Looking back at my consumerism past, my electric bill ranged from $130 – $250/month, a sharp contrast to my current bill of $35 – $50/month. Although minimalism contributes significantly to this decrease, I explored other systems to keep my consumption and costs low. I use on average 45% less electricity than my neighbors with similar homes based on type of home, location, age, and size as depicted below.
As I researched this blog post online, I came across several common sense savings ideas like, use a programmable thermostat, turn off your lights, unplug unused gadgets, use less air conditioning, to name a few.
No doubt, there are tons of theoretical and practical ideas out there so, I encourage you to do your own research. The ideas I discuss below are ones that I personally explored with significant results.

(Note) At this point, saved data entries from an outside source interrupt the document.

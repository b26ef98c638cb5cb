//! Inventory threshold models

use std::time::Duration;

use chrono::{DateTime, Utc};
use serde::{Deserialize, Serialize};
use validator::Validate;

/// Process-wide thresholds read by every sweep
#[derive(Debug, Clone, PartialEq, Eq, Serialize, Deserialize, Validate)]
pub struct InventoryThresholds {
    pub low_inventory_threshold: u64,
    #[validate(range(min = 1, message = "verification interval must be positive"))]
    pub verification_interval_secs: u64,
    #[validate(range(min = 1, message = "expiry warning window must be positive"))]
    pub expiry_warning_window_secs: u64,
    #[validate(range(min = 1, message = "max batches per sweep must be positive"))]
    pub max_batches_per_sweep: usize,
}

impl InventoryThresholds {
    pub fn verification_interval(&self) -> Duration {
        Duration::from_secs(self.verification_interval_secs)
    }

    pub fn expiry_warning_window(&self) -> Duration {
        Duration::from_secs(self.expiry_warning_window_secs)
    }
}

impl Default for InventoryThresholds {
    fn default() -> Self {
        Self {
            low_inventory_threshold: 10,
            verification_interval_secs: 720 * 3600,
            expiry_warning_window_secs: 30 * 86_400,
            max_batches_per_sweep: 50,
        }
    }
}

/// Reason a batch was flagged
#[derive(Debug, Clone, Copy, PartialEq, Eq, Hash, Serialize, Deserialize)]
#[serde(rename_all = "snake_case")]
pub enum InventoryFlag {
    LowInventory,
    Expired,
    ExpiringSoon,
    NeedsVerification,
    MetadataDrift,
}

/// Batches flagged by one sweep, each list ascending by id
#[derive(Debug, Clone, Default, PartialEq, Eq, Serialize, Deserialize)]
pub struct SweepReport {
    pub evaluated_at: Option<DateTime<Utc>>,
    pub scanned: usize,
    pub low_inventory: Vec<u64>,
    pub expired: Vec<u64>,
    pub expiring_soon: Vec<u64>,
    pub needs_verification: Vec<u64>,
    pub metadata_drift: Vec<u64>,
    /// Requested ids the registry does not know
    pub missing: Vec<u64>,
    /// Id to resume a paged sweep from; `None` once the listing is exhausted
    pub next_cursor: Option<u64>,
}

impl SweepReport {
    /// Flags raised for one batch
    pub fn flags_for(&self, batch_id: u64) -> Vec<InventoryFlag> {
        let mut flags = Vec::new();
        let lists = [
            (&self.low_inventory, InventoryFlag::LowInventory),
            (&self.expired, InventoryFlag::Expired),
            (&self.expiring_soon, InventoryFlag::ExpiringSoon),
            (&self.needs_verification, InventoryFlag::NeedsVerification),
            (&self.metadata_drift, InventoryFlag::MetadataDrift),
        ];
        for (ids, flag) in lists {
            if ids.contains(&batch_id) {
                flags.push(flag);
            }
        }
        flags
    }

    /// Every flagged batch id, ascending, without duplicates
    pub fn flagged_batches(&self) -> Vec<u64> {
        let mut ids: Vec<u64> = self
            .low_inventory
            .iter()
            .chain(&self.expired)
            .chain(&self.expiring_soon)
            .chain(&self.needs_verification)
            .chain(&self.metadata_drift)
            .copied()
            .collect();
        ids.sort_unstable();
        ids.dedup();
        ids
    }
}

/// Optional paging cursor for a sweep
#[derive(Debug, Clone, Default, Deserialize)]
pub struct SweepQuery {
    pub cursor: Option<u64>,
    pub batch_ids: Option<Vec<u64>>,
}

#[cfg(test)]
mod tests {
    use super::*;

    #[test]
    fn test_default_thresholds_are_valid() {
        let thresholds = InventoryThresholds::default();
        assert!(thresholds.validate().is_ok());
        assert_eq!(thresholds.verification_interval(), Duration::from_secs(30 * 86_400));
    }

    #[test]
    fn test_zero_interval_is_rejected() {
        let thresholds = InventoryThresholds {
            verification_interval_secs: 0,
            max_batches_per_sweep: 0,
            ..Default::default()
        };
        let errors = thresholds.validate().unwrap_err();
        assert_eq!(errors.field_errors().len(), 2);
    }

    #[test]
    fn test_flags_for_batch() {
        let report = SweepReport {
            low_inventory: vec![1, 3],
            needs_verification: vec![3],
            ..Default::default()
        };
        assert_eq!(
            report.flags_for(3),
            vec![InventoryFlag::LowInventory, InventoryFlag::NeedsVerification]
        );
        assert!(report.flags_for(2).is_empty());
        assert_eq!(report.flagged_batches(), vec![1, 3]);
    }
}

1. Downsized my living space
Downsizing from a 2000 sq. ft. home to 860 sq. ft. apartment caused the most significant impact on my electric usage. This may not be an option for everyone but if you are already thinking about moving and downsizing, here is another incentive to do so! It’s very simple. The less space you have to heat up or cool down, the less electricity you consume and the lower your bill. The table below represents my bill during the peak winter season from my single family home in the north east. Yikes! no wonder I was broke.
2. Choose the right electric plan for your lifestyle
Using generic electric plans is a perfect example of when “one size does not fit all”. We all have different jobs, demands and lifestyles, why not have an electric plan that compliments it? Picking my current electric plan made a significant impact on my electric bill.
My current apartment complex allows renters to choose their electric company and plan. I shopped around and eventually settled for the Reliant Truly Free Weekends 12 plan. The catch is that the weekday energy charge per kWh is slightly higher than average. This is perfect for me because I work from 7:30 am – 5 pm Monday through Fridays and I home on the weekends. I capitalized on the Free Weekends plan by shifting my high-usage activities, like laundry, running the dishwasher, ironing, and cooking to the weekends. This drives my weekly usage significantly down as shown in the graph below. I use roughly 50 kWh/week from Monday – Friday.
Obviously this plan works for me because of my current work schedule and may not be practical everyone. There are a variety of plans out there, so I encourage you to find a plan that best fits your lifestyle instead of settling for the generic one.
3. Track your electricity usage
I have to admit, I get neurotic about tracking and graphing things related to personal finance, so monitoring my KWH usage daily is no exception. I get instant gratification from seeing how my actions (or lack thereof) translates to savings. This keeps me motivated to stay on track. It also helps me appreciate how little actions also matter when it comes to electric savings.
While I do not recommend doing this daily, I do recommend reviewing your usage at least weekly or monthly if you have that service provided to you by your electric company or track it using a device like the Wireless Energy Monitor. Full disclosure, I have never used it but here is a link to an article titled Chasing Electrical Demons to Cut your Power Bill by 80% by Mr. Money Mustache that does go over it. He also covers more details useful for home owners so do check it out especially if you are a home owner.
4. Do the normal stuff (Unplug unused devices and switch lights off)
This is old but effective advice. To be honest, it’s the easiest one to implement but requires discipline and consistency to see results. Because I track my usage every few days or so, (cough! daily) I see slight upticks in my usage when I forget “do the normal stuff”. The lights and fans are turned off in the room that I am not using and when I leave the house. I also unplug my TV, apple TV, and cell phone charger when not in use. Did you know that even when not on, these devices still suck up some electricity?
What energy savings tips have you explored with results? Do share them in the comments section below?